Strangely enough I remember in a trivia quiz once that the answer given was that it was a "famous" drag car that the sound actually came from.

2006-09-23 10:39:21 · answer #1 · answered by questor 3 · 0 0

Marguerite Marge Ganser

2016-11-08 05:48:25 · answer #2 · answered by Anonymous · 0 0

Sounded like a Triumph Tiger Cub.

2006-09-23 10:41:06 · answer #3 · answered by sweynseye 4 · 0 0

strange you're able to ask...I stayed on the Shangri la lodge on Friday evening. The spa bath interior the room, while teamed with a pitcher of champers would desire to especially lots be my theory of utopia.

2016-10-01 07:11:55 · answer #4 · answered by ? 4 · 0 0

Triumph Bonneville.

2006-09-23 10:36:42 · answer #5 · answered by Gone 4 · 0 0

It can only have been a Harley or an Indian, I'm thinking Harley.

2006-09-23 10:35:54 · answer #6 · answered by Becky 2 · 0 0

sounds like a harley to me. only they make that racket of cheap american metal being hammered, rubbish workmanship which passes for a bike apparently.

2006-09-23 10:42:20 · answer #7 · answered by Anonymous · 0 0

late 50's Harley Davidson pan head, any biker would know that sound

2006-09-23 11:11:26 · answer #8 · answered by Anonymous · 0 0

The Shangri-Las were an American pop music girl group of the 1960s.
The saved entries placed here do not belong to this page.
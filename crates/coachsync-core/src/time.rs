//! Timezone conversion and quiet-hours helpers.
//!
//! All functions are pure. Local wall-clock values are `NaiveDate` /
//! `NaiveTime`; absolute instants are `DateTime<Utc>`; zones are IANA
//! names resolved through `chrono-tz`.

use chrono::{DateTime, Duration, NaiveDate, NaiveDateTime, NaiveTime, TimeZone, Timelike, Utc};
use chrono_tz::Tz;

/// Upper bound on how far a spring-forward gap is scanned, in minutes.
const MAX_GAP_MINUTES: i64 = 24 * 60;

/// Parse a `"HH:MM"` (or `"HH:MM:SS"`) wall-clock time.
pub fn parse_local_time(value: &str) -> Option<NaiveTime> {
    let value = value.trim();
    NaiveTime::parse_from_str(value, "%H:%M")
        .or_else(|_| NaiveTime::parse_from_str(value, "%H:%M:%S"))
        .ok()
}

/// Parse an IANA timezone name. Returns `None` for unknown zones.
pub fn parse_time_zone(name: &str) -> Option<Tz> {
    name.trim().parse().ok()
}

/// Resolve a stored timezone name, falling back when missing or invalid.
pub fn resolve_time_zone(name: Option<&str>, fallback: Tz) -> Tz {
    name.and_then(parse_time_zone).unwrap_or(fallback)
}

/// Resolve a calendar date and local wall-clock time in `tz` to an instant.
///
/// Ambiguous local times (the repeated hour when clocks fall back) resolve
/// to the earlier instant. Nonexistent local times (the skipped hour when
/// clocks spring forward) resolve to the first valid instant after the gap.
pub fn zoned_date_time_to_utc(date: NaiveDate, time: NaiveTime, tz: Tz) -> DateTime<Utc> {
    let naive = NaiveDateTime::new(date, time);

    for minutes in 0..=MAX_GAP_MINUTES {
        let candidate = naive + Duration::minutes(minutes);
        if let Some(resolved) = tz.from_local_datetime(&candidate).earliest() {
            return resolved.with_timezone(&Utc);
        }
    }

    Utc.from_utc_datetime(&naive)
}

/// Shift an instant by a (possibly negative) number of minutes.
pub fn add_minutes(instant: DateTime<Utc>, delta: i64) -> DateTime<Utc> {
    instant + Duration::minutes(delta)
}

/// Wall-clock time of `instant` in `tz`, truncated to the minute.
pub fn local_time_in_time_zone(instant: DateTime<Utc>, tz: Tz) -> NaiveTime {
    let local = instant.with_timezone(&tz).time();
    NaiveTime::from_hms_opt(local.hour(), local.minute(), 0).unwrap_or(local)
}

/// Format the wall-clock time of `instant` in `tz` as `"HH:MM"`.
pub fn format_time_in_time_zone(instant: DateTime<Utc>, tz: Tz) -> String {
    instant.with_timezone(&tz).format("%H:%M").to_string()
}

/// Calendar date of `instant` in `tz`.
pub fn date_in_time_zone(instant: DateTime<Utc>, tz: Tz) -> NaiveDate {
    instant.with_timezone(&tz).date_naive()
}

/// Whether a local time falls inside the quiet window `[start, end)`.
///
/// When `end <= start` the window wraps midnight, so `22:00-07:00` matches
/// times on or after 22:00 and times before 07:00.
pub fn is_time_inside_quiet_hours(time: NaiveTime, start: NaiveTime, end: NaiveTime) -> bool {
    if end <= start {
        time >= start || time < end
    } else {
        time >= start && time < end
    }
}

#[cfg(test)]
mod tests {
    use super::*;

    fn t(value: &str) -> NaiveTime {
        parse_local_time(value).unwrap()
    }

    fn d(value: &str) -> NaiveDate {
        NaiveDate::parse_from_str(value, "%Y-%m-%d").unwrap()
    }

    fn brussels() -> Tz {
        parse_time_zone("Europe/Brussels").unwrap()
    }

    #[test]
    fn test_parse_local_time() {
        assert_eq!(t("19:00"), NaiveTime::from_hms_opt(19, 0, 0).unwrap());
        assert_eq!(t(" 07:30:15 "), NaiveTime::from_hms_opt(7, 30, 15).unwrap());
        assert!(parse_local_time("25:00").is_none());
        assert!(parse_local_time("evening").is_none());
    }

    #[test]
    fn test_resolve_time_zone_falls_back() {
        let fallback = brussels();
        assert_eq!(resolve_time_zone(Some("Mars/Olympus_Mons"), fallback), fallback);
        assert_eq!(resolve_time_zone(None, fallback), fallback);
        assert_eq!(
            resolve_time_zone(Some("America/New_York"), fallback),
            chrono_tz::America::New_York
        );
    }

    #[test]
    fn test_winter_and_summer_offsets() {
        let winter = zoned_date_time_to_utc(d("2026-02-20"), t("19:00"), brussels());
        assert_eq!(winter.to_rfc3339(), "2026-02-20T18:00:00+00:00");

        let summer = zoned_date_time_to_utc(d("2026-07-01"), t("19:00"), brussels());
        assert_eq!(summer.to_rfc3339(), "2026-07-01T17:00:00+00:00");
    }

    #[test]
    fn test_spring_forward_gap_moves_past_gap() {
        let instant = zoned_date_time_to_utc(d("2026-03-29"), t("02:30"), brussels());
        assert_eq!(instant.to_rfc3339(), "2026-03-29T01:00:00+00:00");
        assert_eq!(format_time_in_time_zone(instant, brussels()), "03:00");
    }

    #[test]
    fn test_fall_back_ambiguity_takes_earlier() {
        let instant = zoned_date_time_to_utc(d("2026-10-25"), t("02:30"), brussels());
        assert_eq!(instant.to_rfc3339(), "2026-10-25T00:30:00+00:00");
    }

    #[test]
    fn test_add_minutes_and_format() {
        let fire = add_minutes(
            zoned_date_time_to_utc(d("2026-02-20"), t("19:00"), brussels()),
            -60,
        );
        assert_eq!(format_time_in_time_zone(fire, brussels()), "18:00");
        assert_eq!(local_time_in_time_zone(fire, brussels()), t("18:00"));
        assert_eq!(date_in_time_zone(fire, brussels()), d("2026-02-20"));
    }

    #[test]
    fn test_quiet_hours_boundaries() {
        let (start, end) = (t("22:00"), t("07:00"));
        assert!(is_time_inside_quiet_hours(t("22:00"), start, end));
        assert!(is_time_inside_quiet_hours(t("23:59"), start, end));
        assert!(is_time_inside_quiet_hours(t("00:00"), start, end));
        assert!(is_time_inside_quiet_hours(t("06:59"), start, end));
        assert!(!is_time_inside_quiet_hours(t("07:00"), start, end));
        assert!(!is_time_inside_quiet_hours(t("21:59"), start, end));

        let (start, end) = (t("13:00"), t("14:00"));
        assert!(is_time_inside_quiet_hours(t("13:00"), start, end));
        assert!(!is_time_inside_quiet_hours(t("14:00"), start, end));
        assert!(!is_time_inside_quiet_hours(t("12:59"), start, end));
    }

    #[test]
    fn test_wrapping_window_matches_either_side_for_every_minute() {
        let windows = [("22:00", "07:00"), ("23:30", "00:15"), ("08:00", "08:00")];
        for (start, end) in windows {
            let (start, end) = (t(start), t(end));
            for minute in 0..(24 * 60) {
                let time = NaiveTime::from_hms_opt(minute / 60, minute % 60, 0).unwrap();
                assert_eq!(
                    is_time_inside_quiet_hours(time, start, end),
                    time >= start || time < end,
                    "window {start}-{end} at {time}"
                );
            }
        }
    }
}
Between 1964 and 1966 they charted with a string of unusually convincing and heartbreaking teen melodramas that remain unequalled in pop.

The group were formed at Andrew Jackson High School in Queens, New York as the Bon Bons in 1963. They consisted of two sets of sisters: Mary (lead singer) and Elizabeth "Liz/Betty" Weiss, and identical twins Marguerite "Marge" and Mary Ann Ganser. More often than not the girls appeared as a trio despite there being four singers.
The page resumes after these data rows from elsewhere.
//! Local mirror of upstream records.

use async_trait::async_trait;
use sqlx::PgPool;

use coachsync_core::error::{AppError, ErrorKind};
use coachsync_core::result::AppResult;
use coachsync_core::traits::UpstreamRecord;
use coachsync_entity::user::UpstreamUser;

use crate::store::MirrorStore;

/// Repository for `upstream_records` and the upstream-owned `users` columns.
#[derive(Debug, Clone)]
pub struct MirrorRepository {
    pool: PgPool,
}

impl MirrorRepository {
    /// Create a new mirror repository.
    pub fn new(pool: PgPool) -> Self {
        Self { pool }
    }

    /// Number of mirrored records of `table`.
    pub async fn count_records(&self, table: &str) -> AppResult<i64> {
        sqlx::query_scalar("SELECT COUNT(*) FROM upstream_records WHERE table_name = $1")
            .bind(table)
            .fetch_one(&self.pool)
            .await
            .map_err(|e| AppError::with_source(ErrorKind::Database, "Failed to count records", e))
    }
}

#[async_trait]
impl MirrorStore for MirrorRepository {
    async fn upsert_records(&self, table: &str, records: &[UpstreamRecord]) -> AppResult<u64> {
        if records.is_empty() {
            return Ok(0);
        }

        let mut tx = self.pool.begin().await.map_err(|e| {
            AppError::with_source(ErrorKind::Database, "Failed to begin mirror upsert", e)
        })?;

        let mut written = 0;
        for record in records {
            let result = sqlx::query(
                "INSERT INTO upstream_records (table_name, record_id, fields, synced_at) \
                 VALUES ($1, $2, $3, NOW()) \
                 ON CONFLICT (table_name, record_id) DO UPDATE SET \
                    fields = EXCLUDED.fields, synced_at = NOW() \
                 WHERE upstream_records.fields IS DISTINCT FROM EXCLUDED.fields",
            )
            .bind(table)
            .bind(&record.id)
            .bind(&record.fields)
            .execute(&mut *tx)
            .await
            .map_err(|e| AppError::with_source(ErrorKind::Database, "Failed to mirror record", e))?;
            written += result.rows_affected();
        }

        tx.commit().await.map_err(|e| {
            AppError::with_source(ErrorKind::Database, "Failed to commit mirror upsert", e)
        })?;
        Ok(written)
    }

    async fn upsert_users(&self, users: &[UpstreamUser]) -> AppResult<u64> {
        if users.is_empty() {
            return Ok(0);
        }

        let mut tx = self.pool.begin().await.map_err(|e| {
            AppError::with_source(ErrorKind::Database, "Failed to begin user upsert", e)
        })?;

        let mut written = 0;
        for user in users {
            // Email is the local identity; the upstream id is attached on
            // first sight and kept in step afterwards.
            let result = sqlx::query(
                "INSERT INTO users (upstream_record_id, email, language_code) \
                 VALUES ($1, $2, $3) \
                 ON CONFLICT (email) DO UPDATE SET \
                    upstream_record_id = EXCLUDED.upstream_record_id, \
                    language_code = EXCLUDED.language_code, \
                    updated_at = NOW() \
                 WHERE (users.upstream_record_id, users.language_code) \
                   IS DISTINCT FROM (EXCLUDED.upstream_record_id, EXCLUDED.language_code)",
            )
            .bind(&user.record_id)
            .bind(&user.email)
            .bind(&user.language_code)
            .execute(&mut *tx)
            .await
            .map_err(|e| AppError::with_source(ErrorKind::Database, "Failed to upsert user", e))?;
            written += result.rows_affected();
        }

        tx.commit().await.map_err(|e| {
            AppError::with_source(ErrorKind::Database, "Failed to commit user upsert", e)
        })?;
        Ok(written)
    }
}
In April of 1964, since the girls were still minors, their parents signed for them with Red Bird Records; Mary was 15, Betty was 17, and the Ganser twins were 16. That same year, they had their first hit, "Remember (Walking in the Sand)" (US #5, UK #14), after being hired by the producer George "Shadow" Morton. Their songs for Morton featured lavish production with heavy orchestration and sound effects; their biggest hit, the renowned death disc "Leader of the Pack" (US #1, UK #11), climaxes with the sounds of roaring motorcycles and breaking glass. UK reissues of the single peaked at #3 in 1972 and at #7 in 1976.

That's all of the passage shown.